EXERCISE OBJECTIVE. Of all the lines below, output only those starting at the one with "let id = toast.id;" and ending at the one with "on:click=move |_| toast_context.dismiss(id)", both ends included, exactly as written.

SUPPLIED RECORDS.
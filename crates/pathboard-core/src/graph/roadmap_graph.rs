//! Roadmap flowchart graph using petgraph
//!
//! Wraps a directed graph of normalized flowchart nodes. The structure is
//! deliberately permissive: disconnected components, multi-edges and
//! self-loops are all tolerated, since the graph is whatever the admin
//! editor authored. Parsing is fail-soft - malformed records are dropped
//! with the remainder intact, never an error.
//!
//! # Example
//!
//! ```
//! use pathboard_core::graph::RoadmapGraph;
//! use pathboard_types::{FlowchartData, RawFlowEdge, RawFlowNode};
//!
//! let data = FlowchartData {
//!     nodes: vec![
//!         RawFlowNode {
//!             id: Some("step-1".to_string()),
//!             label: Some("HTML Basics".to_string()),
//!             ..Default::default()
//!         },
//!         RawFlowNode {
//!             id: Some("step-2".to_string()),
//!             label: Some("CSS Basics".to_string()),
//!             ..Default::default()
//!         },
//!     ],
//!     edges: vec![RawFlowEdge {
//!         source: Some("step-1".to_string()),
//!         target: Some("step-2".to_string()),
//!     }],
//! };
//!
//! let (graph, report) = RoadmapGraph::parse(&data);
//! assert_eq!(graph.node_count(), 2);
//! assert_eq!(graph.edge_count(), 1);
//! assert!(report.is_clean());
//! assert_eq!(graph.summary(), "2 nodes • 1 connections");
//! ```

use crate::error::GraphParseReport;
use crate::models::{FlowEdge, FlowNode};
use petgraph::graph::{DiGraph, NodeIndex};
use petgraph::visit::EdgeRef;
use std::collections::HashMap;
use tracing::warn;

/// A roadmap's flowchart as a directed graph
///
/// Nodes are normalized `FlowNode`s, edges carry no data (presentation is
/// uniform renderer policy). Node insertion order is preserved - it drives
/// default numeric labeling, not traversal.
#[derive(Debug, Clone, Default)]
pub struct RoadmapGraph {
    graph: DiGraph<FlowNode, ()>,

    /// Map from node id to node index
    node_index: HashMap<String, NodeIndex>,
}

impl RoadmapGraph {
    /// Create an empty graph
    pub fn new() -> Self {
        Self::default()
    }

    /// Parse a raw flowchart payload into a validated graph
    ///
    /// Never fails: a node missing both `id` and `label` is dropped, a
    /// duplicate id replaces the earlier node (last-wins), and an edge with
    /// a missing or dangling endpoint is dropped. Everything dropped is
    /// counted in the returned report.
    pub fn parse(data: &pathboard_types::FlowchartData) -> (Self, GraphParseReport) {
        let mut roadmap = Self::new();
        let mut report = GraphParseReport::default();

        for raw in &data.nodes {
            let Some(node) = FlowNode::from_raw(raw) else {
                warn!("dropping flowchart node with neither id nor label");
                report.nodes_dropped += 1;
                continue;
            };

            if let Some(&existing) = roadmap.node_index.get(&node.id) {
                warn!(node_id = %node.id, "duplicate node id, keeping last");
                report.duplicate_ids += 1;
                roadmap.graph[existing] = node;
            } else {
                let id = node.id.clone();
                let idx = roadmap.graph.add_node(node);
                roadmap.node_index.insert(id, idx);
            }
        }

        for raw in &data.edges {
            let endpoints = raw.source.as_deref().zip(raw.target.as_deref());
            let resolved = endpoints.and_then(|(source, target)| {
                roadmap
                    .node_index
                    .get(source)
                    .copied()
                    .zip(roadmap.node_index.get(target).copied())
            });

            match resolved {
                Some((source, target)) => {
                    roadmap.graph.add_edge(source, target, ());
                }
                None => {
                    warn!(
                        source = raw.source.as_deref().unwrap_or("<missing>"),
                        target = raw.target.as_deref().unwrap_or("<missing>"),
                        "dropping edge with unresolved endpoint"
                    );
                    report.edges_dropped += 1;
                }
            }
        }

        (roadmap, report)
    }

    /// Number of nodes, the progress denominator
    pub fn node_count(&self) -> usize {
        self.graph.node_count()
    }

    /// Number of resolved connections
    pub fn edge_count(&self) -> usize {
        self.graph.edge_count()
    }

    pub fn is_empty(&self) -> bool {
        self.graph.node_count() == 0
    }

    /// The "N nodes • M connections" header line
    pub fn summary(&self) -> String {
        format!(
            "{} nodes • {} connections",
            self.node_count(),
            self.edge_count()
        )
    }

    /// Get a node by id
    pub fn get_node(&self, id: &str) -> Option<&FlowNode> {
        self.node_index.get(id).map(|&idx| &self.graph[idx])
    }

    /// Nodes in insertion order
    pub fn nodes(&self) -> impl Iterator<Item = &FlowNode> {
        self.graph.node_weights()
    }

    /// All node ids, in insertion order
    pub fn node_ids(&self) -> Vec<String> {
        self.nodes().map(|n| n.id.clone()).collect()
    }

    /// Edges as resolved source/target node pairs
    ///
    /// Dangling references were dropped at parse time, so every edge
    /// yielded here has both endpoints.
    pub fn resolved_edges(&self) -> impl Iterator<Item = (&FlowNode, &FlowNode)> {
        self.graph
            .edge_references()
            .map(|e| (&self.graph[e.source()], &self.graph[e.target()]))
    }

    /// Edges as id pairs, for re-serialization
    pub fn edges(&self) -> Vec<FlowEdge> {
        self.resolved_edges()
            .map(|(source, target)| FlowEdge {
                source: source.id.clone(),
                target: target.id.clone(),
            })
            .collect()
    }
}
//! Toast notification system
//!
//! Used for review-form validation messages and submission outcomes.

use leptos::prelude::*;
use std::time::Duration;

/// Toast notification type (determines styling)
#[derive(Debug, Clone, Copy, PartialEq)]
pub enum ToastType {
    Success,
    Warning,
    Error,
}

impl ToastType {
    fn icon(&self) -> &'static str {
        match self {
            ToastType::Success => "✅",
            ToastType::Warning => "⚠️",
            ToastType::Error => "❌",
        }
    }

    fn class(&self) -> &'static str {
        match self {
            ToastType::Success => "toast-success",
            ToastType::Warning => "toast-warning",
            ToastType::Error => "toast-error",
        }
    }
}

/// Single toast notification
#[derive(Debug, Clone, PartialEq)]
pub struct Toast {
    pub id: usize,
    pub message: String,
    pub toast_type: ToastType,
    pub auto_dismiss_ms: Option<u64>,
}

impl Toast {
    pub fn new(id: usize, message: String, toast_type: ToastType) -> Self {
        let auto_dismiss_ms = match toast_type {
            // Errors stay longer
            ToastType::Error => Some(5000),
            _ => Some(3000),
        };
        Self {
            id,
            message,
            toast_type,
            auto_dismiss_ms,
        }
    }
}

/// Toast context for managing global toast state
#[derive(Clone, Copy)]
pub struct ToastContext {
    toasts: RwSignal<Vec<Toast>>,
    next_id: RwSignal<usize>,
}

impl ToastContext {
    pub fn new() -> Self {
        Self {
            toasts: RwSignal::new(Vec::new()),
            next_id: RwSignal::new(0),
        }
    }

    /// Add a toast notification
    pub fn show(&self, message: String, toast_type: ToastType) {
        let id = self.next_id.get();
        self.next_id.update(|n| *n += 1);

        let toast = Toast::new(id, message, toast_type);
        let auto_dismiss_ms = toast.auto_dismiss_ms;

        self.toasts.update(|toasts| {
            toasts.push(toast);
        });

        // Auto-dismiss after timeout
        if let Some(ms) = auto_dismiss_ms {
            let toasts = self.toasts;
            set_timeout(
                move || {
                    toasts.update(|toasts| {
                        toasts.retain(|t| t.id != id);
                    });
                },
                Duration::from_millis(ms),
            );
        }
    }

    /// Show success toast
    pub fn success(&self, message: String) {
        self.show(message, ToastType::Success);
    }

    /// Show warning toast (blocking validation messages)
    pub fn warning(&self, message: String) {
        self.show(message, ToastType::Warning);
    }

    /// Show error toast
    pub fn error(&self, message: String) {
        self.show(message, ToastType::Error);
    }

    /// Manually dismiss a toast
    pub fn dismiss(&self, id: usize) {
        self.toasts.update(|toasts| {
            toasts.retain(|t| t.id != id);
        });
    }

    /// Get current toasts
    pub fn toasts(&self) -> Vec<Toast> {
        self.toasts.get()
    }
}

impl Default for ToastContext {
    fn default() -> Self {
        Self::new()
    }
}

/// Toast provider component (wraps app root)
#[component]
pub fn ToastProvider(children: Children) -> impl IntoView {
    let toast_context = ToastContext::new();

    provide_context(toast_context);

    view! {
        {children()}
        <ToastContainer />
    }
}

/// Toast container component (renders all active toasts)
#[component]
pub fn ToastContainer() -> impl IntoView {
    let toast_context = expect_context::<ToastContext>();

    view! {
        <div class="toast-container">
            <For
                each=move || toast_context.toasts()
                key=|toast| toast.id
                children=move |toast| {
                    view! { <ToastItem toast=toast /> }
                }
            />
        </div>
    }
}

/// Individual toast item component
#[component]
fn ToastItem(toast: Toast) -> impl IntoView {
    let toast_context = expect_context::<ToastContext>();
    let id = toast.id;
    let message = toast.message.clone();
    let icon = toast.toast_type.icon();
    let class = toast.toast_type.class();

    view! {
        <div class=format!("toast {}", class)>
            <div class="toast-content">
                <span class="toast-icon">{icon}</span>
                <span class="toast-message">{message}</span>
            </div>
            <button
                class="toast-close"
                on:click=move |_| toast_context.dismiss(id)
                aria-label="Dismiss"
            >
                "×"
            </button>
        </div>
    }
}

/// Hook to access toast context
pub fn use_toast() -> ToastContext {
    expect_context::<ToastContext>()
}
//! Roadmap flowchart graph

mod roadmap_graph;

pub use roadmap_graph::RoadmapGraph;
//! Review wire types

use chrono::{DateTime, Utc};
use serde::{Deserialize, Serialize};

/// A single review as stored and returned by the server
///
/// `username` and `created_at` are stamped server-side on submission;
/// the collection is append-only from the client's perspective.
#[derive(Debug, Clone, Serialize, Deserialize)]
#[serde(rename_all = "camelCase")]
pub struct ReviewEntry {
    pub username: String,
    /// Star rating, 1-5
    pub rating: u8,
    #[serde(default)]
    pub review: Option<String>,
    pub created_at: DateTime<Utc>,
}

/// Client payload for `POST /api/roadmaps/{id}/reviews`
#[derive(Debug, Clone, Serialize, Deserialize)]
#[serde(rename_all = "camelCase")]
pub struct ReviewSubmission {
    pub rating: u8,
    #[serde(default)]
    pub review: Option<String>,
}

OUTPUT BELOW.
    let id = toast.id;
    let message = toast.message.clone();
    let icon = toast.toast_type.icon();
    let class = toast.toast_type.class();

    view! {
        <div class=format!("toast {}", class)>
            <div class="toast-content">
                <span class="toast-icon">{icon}</span>
                <span class="toast-message">{message}</span>
            </div>
            <button
                class="toast-close"
                on:click=move |_| toast_context.dismiss(id)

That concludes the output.